#### Pulling data from public APIs using GET request.

In [None]:
base_url = "https://api.exchangeratesapi.io/v1/latest?access_key=cc58cb8e6bde80d83b32cbc7f2e2b80d"

In [None]:
import requests # Imports the module to talk directly with the url.

In [None]:
response = requests.get(base_url) # The variable stores the response from the website.

In [None]:
response.status_code # Returns the status code of request.

In [None]:
response.content # Returns the content of the response.

In [None]:
response.json() # This converts out to a python object(dict).

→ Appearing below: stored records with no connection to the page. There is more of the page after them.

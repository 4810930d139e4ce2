//! `Performer`: one supervised worker running a single channel's message
//! pump.
//!
//! Grounded on `original_source/brightside/dispatch.py::Performer` and
//! `_sub_process_main`. Rust has no GIL, so where the sourced Python forks
//! an OS process to escape it, a Performer here is realized as an isolated
//! `tokio::task::spawn`, directly modeled on
//! `kanin/src/app/task.rs::handler_task`'s `tokio::spawn` + `JoinHandle`
//! pattern. A handler panic inside the task is caught via the `JoinHandle`
//! (`Err(JoinError)`) and logged; it does not unwind the dispatcher's
//! supervisor.

use std::sync::Arc;
use std::time::Duration;

use futures::future::BoxFuture;
use tokio::sync::oneshot;
use tokio::task::JoinHandle;
use tracing::{debug, warn};

use crate::channel::{pipeline, Channel, PipelineHandle};
use crate::config::{ConnectionParameters, ConsumerConfiguration, PumpOptions};
use crate::error::Result;
use crate::gateway::ConsumerGateway;
use crate::pump::MessagePump;
use crate::request::{RequestDispatcher, RequestMapper};

/// How long `Performer::run` waits for the spawned task to signal it has
/// actually started consuming before giving up and returning anyway. A slow
/// start is logged, not treated as fatal: the sourced `Performer.run` does
/// the same (`started_event.wait(timeout=1)` without checking the result).
pub const STARTUP_GRACE: Duration = Duration::from_secs(1);

/// User-supplied callback that builds a [`ConsumerGateway`] for one
/// channel. Equivalent to the sourced `consumer_factory: Callable[[Connection,
/// BrightsideConsumerConfiguration, logging.Logger], BrightsideConsumer]`.
pub type GatewayFactory = Arc<
    dyn Fn(ConnectionParameters, ConsumerConfiguration) -> BoxFuture<'static, Result<Arc<dyn ConsumerGateway>>>
        + Send
        + Sync,
>;

/// User-supplied callback that builds a [`RequestDispatcher`] for one
/// channel name. Equivalent to the sourced `command_processor_factory:
/// Callable[[str], CommandProcessor]`.
pub type DispatcherFactory<Req> = Arc<dyn Fn(String) -> Arc<dyn RequestDispatcher<Req>> + Send + Sync>;

/// Everything the [`crate::dispatcher::Dispatcher`] needs to (re)build a
/// [`Performer`] for one named channel. Equivalent to the sourced
/// `ConsumerConfiguration` (connection + consumer + the three factory
/// callbacks).
pub struct ConsumerEntry<Req> {
    pub connection: ConnectionParameters,
    pub consumer_config: ConsumerConfiguration,
    pub gateway_factory: GatewayFactory,
    pub dispatcher_factory: DispatcherFactory<Req>,
    pub mapper: Option<Arc<dyn RequestMapper<Req>>>,
    pub pump_options: PumpOptions,
}

// Written by hand instead of `#[derive(Clone)]`: every field clones via an
// `Arc` pointer copy, so this never needs `Req: Clone`, which the derive
// would otherwise require even though `Req` itself is never stored by value.
impl<Req> Clone for ConsumerEntry<Req> {
    fn clone(&self) -> Self {
        Self {
            connection: self.connection.clone(),
            consumer_config: self.consumer_config.clone(),
            gateway_factory: self.gateway_factory.clone(),
            dispatcher_factory: self.dispatcher_factory.clone(),
            mapper: self.mapper.clone(),
            pump_options: self.pump_options.clone(),
        }
    }
}

/// The dispatcher's handle onto one running worker: a task plus the means
/// to ask it to stop.
pub struct Performer<Req> {
    name: String,
    entry: ConsumerEntry<Req>,
    pipeline_handle: Option<PipelineHandle>,
    worker: Option<JoinHandle<Result<()>>>,
}

impl<Req: Send + Sync + 'static> Performer<Req> {
    pub fn new(name: impl Into<String>, entry: ConsumerEntry<Req>) -> Self {
        Self {
            name: name.into(),
            entry,
            pipeline_handle: None,
            worker: None,
        }
    }

    pub fn name(&self) -> &str {
        &self.name
    }

    /// Spawns the task running this performer's channel/pump pair. The
    /// gateway and dispatcher are constructed *inside* the spawned task
    /// from their factories, matching the sourced `_sub_process_main`'s
    /// "build fresh inside the child" discipline (there, so the objects
    /// could be pickled across a process boundary; here, to keep the
    /// Performer's own fields plain, cheaply-cloned value types even though
    /// a task boundary no longer strictly requires it).
    pub async fn run(&mut self) -> Result<()> {
        let (tx, rx) = pipeline(crate::channel::DEFAULT_PIPELINE_CAPACITY);
        self.pipeline_handle = Some(PipelineHandle::new(tx.clone()));

        let (started_tx, started_rx) = oneshot::channel();

        let name = self.name.clone();
        let connection = self.entry.connection.clone();
        let consumer_config = self.entry.consumer_config.clone();
        let gateway_factory = self.entry.gateway_factory.clone();
        let dispatcher_factory = self.entry.dispatcher_factory.clone();
        let mapper = self.entry.mapper.clone();
        let pump_options = self.entry.pump_options.clone();
        let long_running = consumer_config.long_running;
        let heartbeat_interval = connection.heartbeat_interval();

        debug!(channel = %name, broker_uri = %connection.broker_uri, "starting worker task for channel");

        let task_name = name.clone();
        let worker = tokio::spawn(async move {
            let gateway = (gateway_factory)(connection, consumer_config).await?;
            let channel = Arc::new(Channel::new(task_name.clone(), gateway, tx, rx));
            let dispatcher = (dispatcher_factory)(task_name);
            let pump = MessagePump::new(dispatcher, channel, mapper, pump_options, long_running, heartbeat_interval);
            let _ = started_tx.send(());
            pump.run().await
        });

        self.worker = Some(worker);

        if tokio::time::timeout(STARTUP_GRACE, started_rx).await.is_err() {
            warn!(channel = %self.name, "performer did not signal start within the grace window");
        }

        Ok(())
    }

    /// Posts the QUIT sentinel into this performer's control pipeline. The
    /// in-flight handler, if any, runs to completion; the pump exits on its
    /// next loop iteration.
    pub async fn stop(&self) {
        if let Some(handle) = &self.pipeline_handle {
            if let Err(e) = handle.send_quit().await {
                warn!(channel = %self.name, error = %e, "failed to post quit to performer");
            }
        }
    }

    /// Takes the worker's `JoinHandle`, for the dispatcher to track and
    /// join on shutdown. Leaves `None` behind; calling `run` again
    /// replaces it.
    pub fn take_worker(&mut self) -> Option<JoinHandle<Result<()>>> {
        self.worker.take()
    }
}
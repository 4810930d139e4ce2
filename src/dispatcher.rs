//! `Dispatcher`: the supervisor owning a named pool of `Performer`s.
//!
//! Grounded on `original_source/brightside/dispatch.py::Dispatcher`: same
//! state machine (`NotReady -> Awaiting -> Running -> Stopping -> Stopped`),
//! same `receive`/`end`/`open` operations. The supervisor is a tokio task
//! that idles via `tokio::time::sleep` polling its own state, matching the
//! sourced "yield to avoid spinning" comment in `Dispatcher.receive`.

use std::collections::HashMap;
use std::sync::Arc;
use std::time::Duration;

use tokio::sync::Mutex;
use tokio::task::JoinHandle;
use tracing::{debug, error, warn};

use crate::error::{Error, Result};
use crate::performer::{ConsumerEntry, Performer};

/// How often the supervisor task wakes to re-check its own state. The
/// sourced Python polls every 5 seconds; kept here for parity.
const SUPERVISOR_POLL_INTERVAL: Duration = Duration::from_secs(5);

/// How long `end()` waits for each running performer to join after posting
/// QUIT, before giving up on it and moving on. The sourced Python uses a
/// 10-second `process.join(10)`.
const PERFORMER_JOIN_TIMEOUT: Duration = Duration::from_secs(10);

/// How long `end()` waits for the supervisor task itself to join. The
/// sourced Python uses `self._supervisor.join(5)`.
const SUPERVISOR_JOIN_TIMEOUT: Duration = Duration::from_secs(5);

#[derive(Debug, Clone, Copy, PartialEq, Eq)]
pub enum DispatcherState {
    /// Constructed but not yet built out. Never observed once `new` returns.
    NotReady,
    /// Performers are registered but none are running yet.
    Awaiting,
    /// Every performer has been started and the supervisor task is live.
    Running,
    /// `end()` has been called; performers are being stopped and joined.
    Stopping,
    /// Permanently finished, or not yet started; `receive()`/`end()` are
    /// the only valid operations from here.
    Stopped,
}

struct Inner<Req> {
    /// The registry of consumer configurations this dispatcher was built
    /// with, keyed by name. `open` looks a name up here to (re)build a
    /// `Performer` from; a name absent from this map is a configuration
    /// error, never silently accepted.
    configs: Mutex<HashMap<String, ConsumerEntry<Req>>>,
    performers: Mutex<HashMap<String, Performer<Req>>>,
    running: Mutex<HashMap<String, JoinHandle<Result<()>>>>,
    state: Mutex<DispatcherState>,
}

/// Orchestrates the creation and graceful shutdown of `Performer`s. Each
/// named entry in the map passed to [`Dispatcher::new`] may produce more
/// than one `Performer` over the dispatcher's lifetime (via `open`), but
/// starts with exactly one.
pub struct Dispatcher<Req> {
    inner: Arc<Inner<Req>>,
    supervisor: Mutex<Option<JoinHandle<()>>>,
}

impl<Req: Send + Sync + 'static> Dispatcher<Req> {
    /// Builds a `Performer` for every entry, eagerly but without starting
    /// any of them, landing in `Awaiting`. Mirrors the sourced `__init__`,
    /// which transitions `NotReady -> Awaiting` before returning.
    pub fn new(consumers: HashMap<String, ConsumerEntry<Req>>) -> Self {
        let mut configs = HashMap::with_capacity(consumers.len());
        let mut performers = HashMap::with_capacity(consumers.len());

        for (name, entry) in consumers {
            let performer = Performer::new(name.clone(), entry.clone());
            performers.insert(name.clone(), performer);
            configs.insert(name, entry);
        }

        Self {
            inner: Arc::new(Inner {
                configs: Mutex::new(configs),
                performers: Mutex::new(performers),
                running: Mutex::new(HashMap::new()),
                state: Mutex::new(DispatcherState::Awaiting),
            }),
            supervisor: Mutex::new(None),
        }
    }

    pub async fn state(&self) -> DispatcherState {
        *self.inner.state.lock().await
    }

    /// Starts every registered performer and spawns the supervisor task.
    /// Only valid from `Awaiting`.
    pub async fn receive(&self) -> Result<()> {
        {
            let state = *self.inner.state.lock().await;
            if state != DispatcherState::Awaiting {
                return Err(Error::Messaging(format!(
                    "receive() is only valid in Awaiting, dispatcher was {:?}",
                    state
                )));
            }
        }

        self.start_all_performers().await;

        *self.inner.state.lock().await = DispatcherState::Running;

        let inner = self.inner.clone();
        let supervisor_task = tokio::spawn(async move {
            loop {
                {
                    let state = *inner.state.lock().await;
                    if state != DispatcherState::Running {
                        break;
                    }
                }
                tokio::time::sleep(SUPERVISOR_POLL_INTERVAL).await;
            }
        });
        *self.supervisor.lock().await = Some(supervisor_task);

        Ok(())
    }

    async fn start_all_performers(&self) {
        let mut performers = self.inner.performers.lock().await;
        let mut running = self.inner.running.lock().await;

        for (name, performer) in performers.iter_mut() {
            match performer.run().await {
                Ok(()) => {
                    if let Some(handle) = performer.take_worker() {
                        running.insert(name.clone(), handle);
                    }
                }
                Err(e) => error!(channel = %name, error = %e, "performer failed to start"),
            }
        }
    }

    /// Stops every running performer (QUIT, then bounded join) and the
    /// supervisor task, landing in `Stopped`. A no-op transition-wise if
    /// the dispatcher isn't `Running`, except that it always ends in
    /// `Stopped` (mirrors the sourced `end`'s unconditional final
    /// assignment).
    pub async fn end(&self) -> Result<()> {
        let state = *self.inner.state.lock().await;

        if state == DispatcherState::Running {
            *self.inner.state.lock().await = DispatcherState::Stopping;

            let performers = self.inner.performers.lock().await;
            let mut running = self.inner.running.lock().await;

            for (name, handle) in running.drain() {
                if let Some(performer) = performers.get(&name) {
                    performer.stop().await;
                }

                match tokio::time::timeout(PERFORMER_JOIN_TIMEOUT, handle).await {
                    Ok(Ok(Ok(()))) => debug!(channel = %name, "performer exited cleanly"),
                    Ok(Ok(Err(e))) => error!(channel = %name, error = %e, "performer exited with error"),
                    Ok(Err(join_err)) => error!(channel = %name, error = %join_err, "performer task panicked"),
                    Err(_) => warn!(channel = %name, "performer did not join within the shutdown timeout"),
                }
            }

            drop(running);
            drop(performers);

            if let Some(supervisor_task) = self.supervisor.lock().await.take() {
                if tokio::time::timeout(SUPERVISOR_JOIN_TIMEOUT, supervisor_task)
                    .await
                    .is_err()
                {
                    warn!("supervisor task did not join within the shutdown timeout");
                }
            }
        }

        *self.inner.state.lock().await = DispatcherState::Stopped;
        Ok(())
    }

    /// (Re)builds and, depending on state, starts the performer registered
    /// for `name`. `name` must already be present among the configs passed
    /// to [`Dispatcher::new`]; matches the sourced `Dispatcher.open`, which
    /// looks `consumer_name` up in `self._consumers` and raises a
    /// `ConfigurationException` when it isn't registered.
    ///
    /// Resolved Open Question (see DESIGN.md): under `Running`, `open` hot-
    /// starts the new performer and registers it with the live supervisor
    /// set immediately, rather than merely recording it inert as the sourced
    /// Python's `pass`-only `Running` branch does. Under `Stopped`, it
    /// rebuilds the supervisor via `receive()`, matching the source
    /// exactly. Any other state is an illegal transition.
    pub async fn open(&self, name: impl Into<String>) -> Result<()> {
        let name = name.into();

        let entry = self
            .inner
            .configs
            .lock()
            .await
            .get(&name)
            .cloned()
            .ok_or_else(|| Error::Configuration(format!("the consumer {name} could not be found, did you register it?")))?;

        let state = *self.inner.state.lock().await;
        let mut performer = Performer::new(name.clone(), entry);

        match state {
            DispatcherState::Running => {
                performer.run().await?;
                if let Some(handle) = performer.take_worker() {
                    self.inner.running.lock().await.insert(name.clone(), handle);
                }
                self.inner.performers.lock().await.insert(name, performer);
                Ok(())
            }
            DispatcherState::Stopped => {
                self.inner.performers.lock().await.insert(name, performer);
                *self.inner.state.lock().await = DispatcherState::Awaiting;
                self.receive().await
            }
            other => Err(Error::Messaging(format!(
                "open() is not valid while the dispatcher is {:?}",
                other
            ))),
        }
    }
}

##### Import JSON package to improve the clarity of the output using loads and dumps.
* Loads function converts JSON formatted string to a python object
* Dumps converts object back to a regular string.

In [None]:
import json

In [None]:
print(json.dumps(response.json(), indent=4)) # This improves reading clarity.

In [None]:
response.json().keys() # Check the keys in the output.

#### Specifying parameters in the base url using GET request.

In [None]:
param_url = "https://api.exchangeratesapi.io/v1/latest?access_key=cc58cb8e6bde80d83b32cbc7f2e2b80d&symbols=USD,GBP,AUD,CAD,PLN,MXN"
param_url

In [None]:
response = requests.get(param_url)
response

In [None]:
data = response.json()
data

#### itunes search API

In [None]:
itunes_api = "https://itunes.apple.com/lookup?id=254654363&entity=album"
response = requests.get(itunes_api)

In [None]:
response.status_code

In [None]:
itunes_data = response.json()
itunes_data

In [None]:
base_site = "https://itunes.apple.com/search"
params = {"term": "the beatles", "country": "us"} # Search parameter

In [None]:
r = requests.get(base_site, params=params) # Communicates to the url and parameters.
r.status_code

In [None]:
artist_info = r.json()
print(json.dumps(artist_info, indent=4)) # Investigate the output from the url.

In [None]:
artist_info.keys() #Investigates the keys in the result.

In [None]:
print(json.dumps(artist_info['results'][0], indent=4)) # Returns details for first item.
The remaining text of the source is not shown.